One day, I stopped struggling to get out. I just stopped. It was a pointless effort. I couldn’t do it. I thought I wasn’t strong enough. I thought I wasn’t perfect enough. In reality, I wasn’t brave enough. I was scared of all the new pains and sufferings that might be out there. It was painful inside the chrysalis, but the risk to emerge was too great. All the what-ifs came into play. What if I get hurt again? What if I’m not good enough? What if…what if…what if… If a butterfly stays too long in the chrysalis it will die. It will suffocate in its own skin, never having felt the soft summer breeze that lifts it to flight.

Every chrysalis has a weak point, a place in the wall that can and should be broken.
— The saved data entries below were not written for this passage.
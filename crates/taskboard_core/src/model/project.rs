//! Project domain model.
//!
//! # Responsibility
//! - Define the canonical project record and its binary status.
//! - Provide the status-transition primitive used by the store.
//! - Classify snapshots into the derived Active/Finished partitions.
//!
//! # Invariants
//! - `id` is stable and never reused for another project.
//! - `status` is the only mutable field after creation.
//! - Every project belongs to exactly one partition at all times; the
//!   partition is derived from `status`, never stored.

use serde::{Deserialize, Serialize};
use uuid::Uuid;

/// Stable identifier for one project.
///
/// Kept as a type alias to make semantic intent explicit in signatures.
pub type ProjectId = Uuid;

/// Binary lifecycle state of a project.
///
/// Both directions are legal: a finished project can be reopened without
/// restriction, and no history of prior states is kept.
#[derive(Debug, Clone, Copy, PartialEq, Eq, Serialize, Deserialize)]
#[serde(rename_all = "snake_case")]
pub enum ProjectStatus {
    /// On the board and being worked on.
    Active,
    /// Moved to the finished list.
    Finished,
}

impl ProjectStatus {
    /// Returns the other status.
    pub fn opposite(self) -> Self {
        match self {
            Self::Active => Self::Finished,
            Self::Finished => Self::Active,
        }
    }
}

/// Canonical record for one board entry.
#[derive(Debug, Clone, PartialEq, Eq, Serialize, Deserialize)]
pub struct Project {
    /// Stable global ID used for drag payloads and listener bookkeeping.
    pub id: ProjectId,
    /// Short display title. Non-empty after trimming.
    pub title: String,
    /// Longer free-form text. At least 5 characters.
    pub description: String,
    /// Number of people assigned, in `1..=5`.
    pub people: u32,
    /// Current partition membership.
    pub status: ProjectStatus,
}

impl Project {
    /// Creates a new project with a generated stable ID and status `Active`.
    ///
    /// Field validation is the caller's job; the model accepts whatever
    /// well-typed values it is given.
    pub fn new(title: impl Into<String>, description: impl Into<String>, people: u32) -> Self {
        Self::with_id(Uuid::new_v4(), title, description, people)
    }

    /// Creates a new project with a caller-provided stable ID.
    ///
    /// Used by tests that need deterministic identities. The provided `id`
    /// must remain stable for the project lifetime.
    pub fn with_id(
        id: ProjectId,
        title: impl Into<String>,
        description: impl Into<String>,
        people: u32,
    ) -> Self {
        Self {
            id,
            title: title.into(),
            description: description.into(),
            people,
            status: ProjectStatus::Active,
        }
    }

    /// Applies a status transition, returning whether anything changed.
    ///
    /// Moving to the current status is a no-op and returns `false`; callers
    /// use the return value to suppress listener notification.
    pub fn move_to(&mut self, target: ProjectStatus) -> bool {
        if self.status == target {
            return false;
        }
        self.status = target;
        true
    }

    /// Returns whether this project sits in the given partition.
    pub fn in_partition(&self, status: ProjectStatus) -> bool {
        self.status == status
    }
}

/// Filters a snapshot down to one partition, preserving insertion order.
///
/// Recomputed from the full snapshot on every notification; membership is
/// never cached between renders.
pub fn partition(projects: &[Project], status: ProjectStatus) -> Vec<Project> {
    projects
        .iter()
        .filter(|project| project.in_partition(status))
        .cloned()
        .collect()
}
But how? I learned, inside the chrysalis, where the source of true strength lies – inside us. We have to take that deep breath and expand until the walls break, and we are free. When a butterfly is inside the chrysalis, at the moment before it emerges, it swallows air from the outside world to expand its thorax and break the chrysalis open at the weakest point.

When the butterfly emerges it is no longer a caterpillar. It cannot carry the extra baggage from its previous state with it. The butterfly must leave behind the days of being a caterpillar. It must leave behind the days of struggling to survive – to find food, hide from predators, and live each day until the next. It must leave all the pains and suffering of its caterpillar days in the ruins of the chrysalis. Only then will it truly be free to fly.

Although a butterfly spends but two weeks in the darkness of the chrysalis, shedding its past self, I spent almost three years. Transformation does not happen overnight – for the butterfly or for people. The most frightening moment of the process is in the moment before emergence. Break the chrysalis anyway.